The need to fuel this segment tends to increase, given the economic growth and the resulting increase in the vehicle fleet in the country.
Even if the proportion of biodiesel added to diesel oil remains at five per cent (B5), it will be necessary to expand production by more than 50 per cent until 2020.
To allow diversification of raw materials, Embrapa Agro-energy is investing in research on plants with high potential oil yield.
One is the back-to-oil (palm oil). They are grown for decades in Brazil, production is still very low.
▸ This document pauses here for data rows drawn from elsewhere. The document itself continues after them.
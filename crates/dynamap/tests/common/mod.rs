//! Shared fixtures: a recording client and test models

#![allow(dead_code)]

use std::cell::RefCell;
use std::collections::VecDeque;
use std::sync::{Arc, Once};

use dynamap::{Attribute, ModelDescriptor, NetworkClient, Operation, TransportError};
use serde_json::{json, Value as JsonValue};
use tracing_subscriber::EnvFilter;

static TRACING: Once = Once::new();

/// Install a test log subscriber once; filter with `RUST_LOG`
pub fn init_tracing() {
    TRACING.call_once(|| {
        let _ = tracing_subscriber::fmt()
            .with_env_filter(EnvFilter::from_default_env())
            .with_test_writer()
            .try_init();
    });
}

/// Records every request and replies with scripted responses, `{}` once
/// the script runs out.
#[derive(Default)]
pub struct RecordingClient {
    calls: RefCell<Vec<(Operation, JsonValue)>>,
    responses: RefCell<VecDeque<Result<JsonValue, TransportError>>>,
}

impl RecordingClient {
    pub fn new() -> Self {
        Self::default()
    }

    pub fn respond(&self, response: JsonValue) {
        self.responses.borrow_mut().push_back(Ok(response));
    }

    pub fn fail(&self, error: TransportError) {
        self.responses.borrow_mut().push_back(Err(error));
    }

    pub fn calls(&self) -> Vec<(Operation, JsonValue)> {
        self.calls.borrow().clone()
    }

    pub fn call_count(&self) -> usize {
        self.calls.borrow().len()
    }

    /// The only request issued so far
    pub fn single_call(&self) -> (Operation, JsonValue) {
        let calls = self.calls();
        assert_eq!(calls.len(), 1, "expected exactly one request: {calls:?}");
        calls.into_iter().next().unwrap()
    }
}

impl NetworkClient for RecordingClient {
    fn execute(&self, operation: Operation, params: JsonValue) -> Result<JsonValue, TransportError> {
        self.calls.borrow_mut().push((operation, params));
        self.responses
            .borrow_mut()
            .pop_front()
            .unwrap_or_else(|| Ok(json!({})))
    }
}

/// Hash-key-only model with a default and a set attribute
pub fn accounts() -> Arc<ModelDescriptor> {
    ModelDescriptor::builder("accounts")
        .attribute(Attribute::string("id").hash_key())
        .attribute(Attribute::string("name"))
        .attribute(Attribute::integer("balance"))
        .attribute(Attribute::string_set("tags"))
        .attribute(Attribute::boolean("active").default_value(true))
        .build()
        .unwrap()
}

/// Model with a hash and a range key under custom storage names
pub fn events() -> Arc<ModelDescriptor> {
    ModelDescriptor::builder("events")
        .attribute(Attribute::string("stream").hash_key().storage_name("pk"))
        .attribute(Attribute::integer("seq").range_key().storage_name("sk"))
        .attribute(Attribute::string("body"))
        .build()
        .unwrap()
}

/// Stored form of an account
pub fn stored_account(id: &str, name: &str, balance: i64) -> serde_json::Map<String, JsonValue> {
    match json!({
        "id": {"S": id},
        "name": {"S": name},
        "balance": {"N": balance.to_string()},
        "active": {"BOOL": true}
    }) {
        JsonValue::Object(map) => map,
        _ => unreachable!(),
    }
}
Currently the country imports 60 per cent of palm oil it consumes, although it has a large area suitable for agriculture.
Embrapa studies show that there are over seven million hectares of Brazilian land where palm-oil-could be grown without irrigation regions nor compromising environmental protection.
There is technology available and land to produce palm oil. The surveys are also concentrated in the exploitation of already identified six residues from the production of palm oil.
Other crops with potential for use in biodiesel production that are being studied by Embrapa Agro-energy are jatropha and palm native to Brazil as macaúba.